No matter what we do, no matter how evil or vicious we are, God’s love for us remains unchanging and unchangeable. The old hymn (Love it was that Made Us) says it this way:

Love it was that made us and Love it was that saved us…

The reason is simple:

God is love.

Love enters into his very being. God cannot not love—if he did, he could not be God.

It is strange to say (and for some it may be shocking), but God loves the most depraved person we could imagine and Our Lady or one of the saints in exactly the same way. He cannot do otherwise. Is there no difference then?

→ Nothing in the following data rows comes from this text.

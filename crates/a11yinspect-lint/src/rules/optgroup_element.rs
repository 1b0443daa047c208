//! A lint rule for `optgroup` elements.

use a11yinspect_ast::Element;

use crate::Context;
use crate::Message;
use crate::Rule;
use crate::Tag;
use crate::TagSet;
use crate::Variant;

/// The identifier for the optgroup element rule.
const ID: &str = "optgroup-element";

/// The messages of the rule.
const MESSAGES: &[Message] = &[
    Message::new("optgroupMissingLabelAttribute")
        .error("❌ [Best Practice] optgroup missing label attribute (1.3.1 A)"),
    Message::new("optgroupEmptyLabel")
        .error("❌ [Best Practice] optgroup has empty label (1.3.1 A)"),
];

/// Detects option groups without a label.
#[derive(Default, Debug, Clone, Copy)]
pub struct OptgroupElementRule;

impl Rule for OptgroupElementRule {
    fn id(&self) -> &'static str {
        ID
    }

    fn description(&self) -> &'static str {
        "Ensures that option groups are labelled."
    }

    fn explanation(&self) -> &'static str {
        "The `label` attribute of an `optgroup` is the only name of the group and is announced \
         when the user moves into it."
    }

    fn tags(&self) -> TagSet {
        TagSet::new(&[Tag::Perceivable])
    }

    fn related_rules(&self) -> &[&'static str] {
        &["select-element"]
    }

    fn variants(&self) -> &'static [Variant] {
        &[Variant::Error]
    }

    fn messages(&self) -> &'static [Message] {
        MESSAGES
    }

    fn applies_to(&self, element: &Element<'_>) -> bool {
        element.is("optgroup")
    }

    fn check(&self, cx: &mut Context<'_>, element: &Element<'_>) {
        let Some(label) = element.attribute("label") else {
            cx.report("optgroupMissingLabelAttribute", element.location());
            return;
        };

        let value = label.value();
        if !value.has_value() || value.is_blank() {
            cx.report("optgroupEmptyLabel", label.location());
        }
    }
}

#[cfg(test)]
mod tests {
    use a11yinspect_ast::builder::document;
    use a11yinspect_ast::builder::element;
    use pretty_assertions::assert_eq;

    use super::*;
    use crate::rules::testing::reports;

    #[test]
    fn optgroup_labels() {
        let doc = document([
            element("optgroup"),
            element("optgroup").attr("label", ""),
            element("optgroup").attr("label", "Fruit"),
        ]);
        assert_eq!(
            reports(&OptgroupElementRule, &doc),
            [
                "optgroupMissingLabelAttribute at <optgroup>@0",
                "optgroupEmptyLabel at <optgroup>@1[label]",
            ]
        );
    }
}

The difference between Our Lady and the evil person is not in God’s love for them, but in their response to the love offered to them. One person has a closed heart, while Our Lady, from the moment of the Annunciation, gave an unconditional ‘Yes’ which she never withdrew.

All our loving, then, is simply an opening of our heart, a return of the love that God has first shown us. When we reveal ourselves as loving persons, it is because God’s love is working in us and through us. The sign that we are loving him is also that we are filled with love ourselves, love which originally came from him.

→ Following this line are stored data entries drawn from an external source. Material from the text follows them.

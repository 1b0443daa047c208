//! A lint rule for inline frames.

use a11yinspect_ast::Element;

use crate::Context;
use crate::Message;
use crate::Rule;
use crate::Tag;
use crate::TagSet;
use crate::Variant;
use crate::resolve;

/// The identifier for the iframe element rule.
const ID: &str = "iframe-element";

/// The messages of the rule.
const MESSAGES: &[Message] = &[
    Message::new("iframeMissingTitle")
        .error("❌ [Minor] iframe missing title attribute (4.1.2 A)"),
    Message::new("iframeEmptyTitle")
        .error("❌ [Minor] iframe has empty title attribute (4.1.2 A)"),
];

/// Detects visible frames without a title.
#[derive(Default, Debug, Clone, Copy)]
pub struct IframeElementRule;

impl Rule for IframeElementRule {
    fn id(&self) -> &'static str {
        ID
    }

    fn description(&self) -> &'static str {
        "Ensures that visible frames have a title."
    }

    fn explanation(&self) -> &'static str {
        "Screen readers announce a frame by its `title`, which lets users decide whether to \
         enter it."
    }

    fn tags(&self) -> TagSet {
        TagSet::new(&[Tag::Operable, Tag::Robust])
    }

    fn url(&self) -> Option<&'static str> {
        Some("https://www.w3.org/WAI/WCAG22/Techniques/html/H64")
    }

    fn related_rules(&self) -> &[&'static str] {
        &["title-element", "embed-element"]
    }

    fn variants(&self) -> &'static [Variant] {
        // The `-warning` variant has no messages of its own
        &[Variant::Error, Variant::Warning]
    }

    fn messages(&self) -> &'static [Message] {
        MESSAGES
    }

    fn applies_to(&self, element: &Element<'_>) -> bool {
        element.is("iframe")
    }

    fn check(&self, cx: &mut Context<'_>, element: &Element<'_>) {
        if resolve::is_decorative(element) {
            return;
        }

        match element.attribute("title") {
            Some(title) if title.value().has_value() => {
                if title.value().is_blank() {
                    cx.report("iframeEmptyTitle", title.location());
                }
            }
            _ => cx.report("iframeMissingTitle", element.location()),
        }
    }
}

#[cfg(test)]
mod tests {
    use a11yinspect_ast::builder::document;
    use a11yinspect_ast::builder::element;
    use pretty_assertions::assert_eq;

    use super::*;
    use crate::rules::testing::reports;

    #[test]
    fn frames() {
        let doc = document([
            element("iframe").attr("src", "/map"),
            element("iframe").attr("title", "  "),
            element("iframe").attr("title", "Store locations"),
            element("iframe").attr("aria-hidden", "true"),
            element("iframe").bare("title"),
        ]);
        assert_eq!(
            reports(&IframeElementRule, &doc),
            [
                "iframeMissingTitle at <iframe>@0",
                "iframeEmptyTitle at <iframe>@1[title]",
                "iframeMissingTitle at <iframe>@4",
            ]
        );
    }
}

As someone once said, God’s love is like electricity. God’s love is only in us when it is passing through us. It can never stop with ourselves. If we keep that love to ourselves, it dies.

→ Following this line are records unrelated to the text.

//! The read-only document arena and its element views.

use std::fmt;
use std::fs;
use std::path::Path;

use tracing::debug;

use crate::AttributeValue;
use crate::Expression;
use crate::LoadError;
use crate::Location;
use crate::Span;
use crate::TextContent;
use crate::text;
use crate::tree::AttributeNode;
use crate::tree::Node;
use crate::tree::Program;

/// Identifies a node of a [`Document`].
///
/// Identifiers are assigned in pre-order, so comparing two identifiers
/// compares the document order of their nodes.
#[derive(Debug, Clone, Copy, PartialEq, Eq, PartialOrd, Ord, Hash, serde::Serialize)]
pub struct NodeId(usize);

impl NodeId {
    /// Creates a node identifier from an arena index.
    pub const fn new(index: usize) -> Self {
        Self(index)
    }

    /// Gets the arena index of the node.
    pub const fn index(&self) -> usize {
        self.0
    }
}

impl fmt::Display for NodeId {
    fn fmt(&self, f: &mut fmt::Formatter<'_>) -> fmt::Result {
        write!(f, "{}", self.0)
    }
}

/// The data of a markup element stored in the arena.
#[derive(Debug, Clone)]
struct ElementData {
    /// The tag or component name.
    name: String,
    /// The attributes in source order.
    attributes: Vec<AttributeNode>,
}

/// The kind of a node stored in the arena.
#[derive(Debug, Clone)]
enum NodeKind {
    /// An element.
    Element(ElementData),
    /// Literal text.
    Text(String),
    /// An expression container.
    Expression(Expression),
}

/// A node stored in the arena.
#[derive(Debug, Clone)]
struct NodeData {
    /// The parent element of the node, if it is not a root.
    parent: Option<NodeId>,
    /// The children of the node in source order.
    children: Vec<NodeId>,
    /// The exclusive end of the node's subtree in the arena.
    end: usize,
    /// The span of the node, if known.
    span: Option<Span>,
    /// The kind of the node.
    kind: NodeKind,
}

/// A markup tree flattened into a pre-order arena.
///
/// The tree is immutable once built. Every node's parent link is established
/// during construction so that ancestor queries are available to every check.
#[derive(Debug, Clone, Default)]
pub struct Document {
    /// The path of the source file, if known.
    path: Option<String>,
    /// The original source text, if known.
    source: Option<String>,
    /// The nodes in pre-order.
    nodes: Vec<NodeData>,
    /// The top-level nodes.
    roots: Vec<NodeId>,
}

impl Document {
    /// Creates a new document from a serialized program.
    pub fn new(program: Program) -> Self {
        let mut document = Self {
            path: program.path,
            source: program.source,
            nodes: Vec::new(),
            roots: Vec::new(),
        };

        for node in program.body {
            let id = document.push(None, node);
            document.roots.push(id);
        }

        document
    }

    /// Decodes a document from its JSON serialization.
    pub fn from_json(json: &str) -> Result<Self, serde_json::Error> {
        serde_json::from_str::<Program>(json).map(Self::new)
    }

    /// Loads a document from a JSON file.
    ///
    /// When the serialized program carries no path, the file's path is used.
    pub fn load(path: impl AsRef<Path>) -> Result<Self, LoadError> {
        let path = path.as_ref();
        let json = fs::read_to_string(path).map_err(|source| LoadError::Io {
            path: path.to_path_buf(),
            source,
        })?;

        let mut program: Program =
            serde_json::from_str(&json).map_err(|source| LoadError::Json {
                path: path.to_path_buf(),
                source,
            })?;

        if program.path.is_none() {
            program.path = Some(path.display().to_string());
        }

        let document = Self::new(program);
        debug!(
            path = %path.display(),
            nodes = document.len(),
            "loaded serialized document"
        );
        Ok(document)
    }

    /// Pushes a node and its subtree into the arena.
    fn push(&mut self, parent: Option<NodeId>, node: Node) -> NodeId {
        let id = NodeId(self.nodes.len());
        let (span, kind, children) = match node {
            Node::Element(element) => (
                element.span,
                NodeKind::Element(ElementData {
                    name: element.name,
                    attributes: element.attributes,
                }),
                element.children,
            ),
            Node::Text(text) => (text.span, NodeKind::Text(text.value), Vec::new()),
            Node::Expression(expr) => (expr.span, NodeKind::Expression(expr.expression), Vec::new()),
        };

        self.nodes.push(NodeData {
            parent,
            children: Vec::with_capacity(children.len()),
            end: id.0 + 1,
            span,
            kind,
        });

        for child in children {
            let child = self.push(Some(id), child);
            self.nodes[id.0].children.push(child);
        }

        self.nodes[id.0].end = self.nodes.len();
        id
    }

    /// Gets the path of the source file, if known.
    pub fn path(&self) -> Option<&str> {
        self.path.as_deref()
    }

    /// Gets the original source text, if known.
    pub fn source(&self) -> Option<&str> {
        self.source.as_deref()
    }

    /// Gets the number of nodes in the document.
    pub fn len(&self) -> usize {
        self.nodes.len()
    }

    /// Determines if the document has no nodes.
    pub fn is_empty(&self) -> bool {
        self.nodes.is_empty()
    }

    /// Gets the top-level nodes of the document.
    pub fn roots(&self) -> impl Iterator<Item = NodeRef<'_>> + '_ {
        self.roots.iter().filter_map(move |id| self.node(*id))
    }

    /// Gets a node by its identifier.
    pub fn node(&self, id: NodeId) -> Option<NodeRef<'_>> {
        let data = self.nodes.get(id.0)?;
        Some(match &data.kind {
            NodeKind::Element(element) => NodeRef::Element(Element {
                document: self,
                id,
                data: element,
            }),
            NodeKind::Text(text) => NodeRef::Text(text),
            NodeKind::Expression(expr) => NodeRef::Expression(expr),
        })
    }

    /// Gets an element by its identifier.
    ///
    /// Returns `None` if the node does not exist or is not an element.
    pub fn element(&self, id: NodeId) -> Option<Element<'_>> {
        match self.node(id)? {
            NodeRef::Element(element) => Some(element),
            _ => None,
        }
    }

    /// Iterates every element of the document in document order.
    pub fn elements(&self) -> impl Iterator<Item = Element<'_>> + '_ {
        self.elements_in(0, self.nodes.len())
    }

    /// Iterates the elements stored in the given arena range.
    fn elements_in(&self, start: usize, end: usize) -> impl Iterator<Item = Element<'_>> + '_ {
        (start..end).filter_map(move |i| self.element(NodeId(i)))
    }

    /// Gets the span of a location, if the tree carries one.
    ///
    /// An attribute without its own span falls back to its element's span.
    pub fn span_of(&self, location: Location) -> Option<Span> {
        match location {
            Location::Node(id) => self.nodes.get(id.0)?.span,
            Location::Attribute { node, index } => self
                .element(node)
                .and_then(|e| e.data.attributes.get(index))
                .and_then(|a| a.span)
                .or_else(|| self.nodes.get(node.0)?.span),
            Location::Document => None,
        }
    }

    /// Describes a location in a short, stable form.
    ///
    /// Elements are described as `<name>@<id>` and attributes as
    /// `<name>@<id>[<attribute>]`.
    pub fn describe(&self, location: Location) -> String {
        match location {
            Location::Node(id) => match self.node(id) {
                Some(NodeRef::Element(e)) => format!("<{name}>@{id}", name = e.name()),
                Some(NodeRef::Text(_)) => format!("#text@{id}"),
                Some(NodeRef::Expression(_)) => format!("#expression@{id}"),
                None => format!("?@{id}"),
            },
            Location::Attribute { node, index } => match self.element(node) {
                Some(e) => format!(
                    "<{name}>@{node}[{attr}]",
                    name = e.name(),
                    attr = e
                        .data
                        .attributes
                        .get(index)
                        .map(|a| a.name.as_str())
                        .unwrap_or("?")
                ),
                None => format!("?@{node}[{index}]"),
            },
            Location::Document => "document".to_string(),
        }
    }
}

/// A reference to a node of a [`Document`].
#[derive(Debug, Clone, Copy)]
pub enum NodeRef<'a> {
    /// An element.
    Element(Element<'a>),
    /// Literal text.
    Text(&'a str),
    /// An expression container.
    Expression(&'a Expression),
}

impl<'a> NodeRef<'a> {
    /// Gets the node as an element, if it is one.
    pub fn as_element(&self) -> Option<Element<'a>> {
        match self {
            Self::Element(e) => Some(*e),
            _ => None,
        }
    }
}

/// A read-only view of an element in a [`Document`].
#[derive(Clone, Copy)]
pub struct Element<'a> {
    /// The document containing the element.
    document: &'a Document,
    /// The identifier of the element.
    id: NodeId,
    /// The element's data.
    data: &'a ElementData,
}

impl fmt::Debug for Element<'_> {
    fn fmt(&self, f: &mut fmt::Formatter<'_>) -> fmt::Result {
        f.debug_struct("Element")
            .field("id", &self.id)
            .field("name", &self.data.name)
            .finish()
    }
}

impl<'a> Element<'a> {
    /// Gets the identifier of the element.
    pub fn id(&self) -> NodeId {
        self.id
    }

    /// Gets the document containing the element.
    pub fn document(&self) -> &'a Document {
        self.document
    }

    /// Gets the location referring to the element.
    pub fn location(&self) -> Location {
        Location::Node(self.id)
    }

    /// Gets the tag or component name of the element.
    pub fn name(&self) -> &'a str {
        &self.data.name
    }

    /// Determines if the element's name is the given tag.
    pub fn is(&self, tag: &str) -> bool {
        self.data.name == tag
    }

    /// Determines if the element's name is one of the given tags.
    pub fn is_any(&self, tags: &[&str]) -> bool {
        tags.contains(&self.name())
    }

    /// Determines if the element is an intrinsic markup element.
    ///
    /// Components (a capitalized name or a member expression such as
    /// `Foo.Bar`) are not intrinsic; their rendered output is unknown.
    pub fn is_intrinsic(&self) -> bool {
        self.data
            .name
            .chars()
            .next()
            .is_some_and(|c| c.is_ascii_lowercase())
            && !self.data.name.contains('.')
    }

    /// Gets the span of the element, if known.
    pub fn span(&self) -> Option<Span> {
        self.document.nodes[self.id.0].span
    }

    /// Iterates the attributes of the element in source order.
    pub fn attributes(&self) -> impl Iterator<Item = Attribute<'a>> + 'a {
        let element = self.id;
        self.data
            .attributes
            .iter()
            .enumerate()
            .map(move |(index, node)| Attribute {
                element,
                index,
                node,
            })
    }

    /// Gets the first attribute with the given name.
    pub fn attribute(&self, name: &str) -> Option<Attribute<'a>> {
        self.attributes().find(|a| a.name() == name)
    }

    /// Gets the first attribute matching any of the given names.
    ///
    /// Used for attributes written in more than one casing, such as
    /// `tabIndex` and `tabindex`.
    pub fn attribute_any(&self, names: &[&str]) -> Option<Attribute<'a>> {
        self.attributes().find(|a| names.contains(&a.name()))
    }

    /// Resolves the value of the attribute with the given name.
    pub fn value(&self, name: &str) -> AttributeValue<'a> {
        self.attribute(name)
            .map(|a| a.value())
            .unwrap_or(AttributeValue::Absent)
    }

    /// Resolves the value of the first attribute matching any of the names.
    pub fn value_any(&self, names: &[&str]) -> AttributeValue<'a> {
        self.attribute_any(names)
            .map(|a| a.value())
            .unwrap_or(AttributeValue::Absent)
    }

    /// Determines if an attribute with the given name is present.
    pub fn has(&self, name: &str) -> bool {
        self.attribute(name).is_some()
    }

    /// Gets the parent element, if any.
    pub fn parent(&self) -> Option<Element<'a>> {
        let parent = self.document.nodes[self.id.0].parent?;
        self.document.element(parent)
    }

    /// Iterates the ancestors of the element, nearest first.
    pub fn ancestors(&self) -> impl Iterator<Item = Element<'a>> + 'a {
        std::iter::successors(self.parent(), Element::parent)
    }

    /// Iterates the child nodes of the element in source order.
    pub fn children(&self) -> impl Iterator<Item = NodeRef<'a>> + 'a {
        let document = self.document;
        document.nodes[self.id.0]
            .children
            .iter()
            .filter_map(move |id| document.node(*id))
    }

    /// Iterates the child elements of the element in source order.
    pub fn child_elements(&self) -> impl Iterator<Item = Element<'a>> + 'a {
        self.children().filter_map(|n| n.as_element())
    }

    /// Iterates every descendant element in document order.
    pub fn descendants(&self) -> impl Iterator<Item = Element<'a>> + 'a {
        let end = self.document.nodes[self.id.0].end;
        self.document.elements_in(self.id.0 + 1, end)
    }

    /// Extracts the renderable text content of the element.
    pub fn text(&self) -> TextContent {
        text::extract(self)
    }
}

/// A read-only view of an attribute of an [`Element`].
#[derive(Debug, Clone, Copy)]
pub struct Attribute<'a> {
    /// The element carrying the attribute.
    element: NodeId,
    /// The index of the attribute on the element.
    index: usize,
    /// The serialized attribute.
    node: &'a AttributeNode,
}

impl<'a> Attribute<'a> {
    /// Gets the attribute name as written.
    pub fn name(&self) -> &'a str {
        &self.node.name
    }

    /// Resolves the attribute's value.
    pub fn value(&self) -> AttributeValue<'a> {
        AttributeValue::resolve(Some(self.node.value.as_ref()))
    }

    /// Gets the location referring to the attribute.
    pub fn location(&self) -> Location {
        Location::Attribute {
            node: self.element,
            index: self.index,
        }
    }

    /// Gets the span of the attribute, if known.
    pub fn span(&self) -> Option<Span> {
        self.node.span
    }
}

The question then is not: Does God love the drug pusher? (He does.) The question is: Does the drug pusher love his brother? (If he does, he is certainly going about it in a strange way.) Anyone who is a deeply loving person to those around him is already full of God’s love. God’s love never changes, but it can be blocked by a closed heart.

God’s love is available in abundance to anyone who opens his or het heart to him. May I be able to do that. But that love, too, must continue to flow out beyond me to everyone I meet. It is impossible to separate God’s love for me and my love for others. We cannot have one without the other.

Our Christian life, then, is about being loving persons, not primarily about orthodoxy or theological expertise, or conformity to rules, or making sacrifices, or carrying out “religious” duties. As St Paul says in his famous passage in the first letter to the Corinthians:

…if I…do not have love, I am nothing. (1 Cor 13:2)

Today’s reading says:

Whoever does not love does not know God, for God is love.

If I am not a loving person, all the rest is a waste. If I am a truly loving person, everything else is taken care of. And what is the source of that love? It is not ourselves says John, rather:

In this is love, not that we loved God but that he loved us…

The evidence is that God:

…sent his Son to be the atoning sacrifice for our sins.

Jesus hanging on the cross is the most dramatic sign of God’s love for us, a love that is totally gratuitous (so we call it ‘grace’) and never earned by any action of ours. Let me today look at Jesus on the Cross, say a big ‘Thank you’ to him and then go and pass on his love for me to everyone I meet.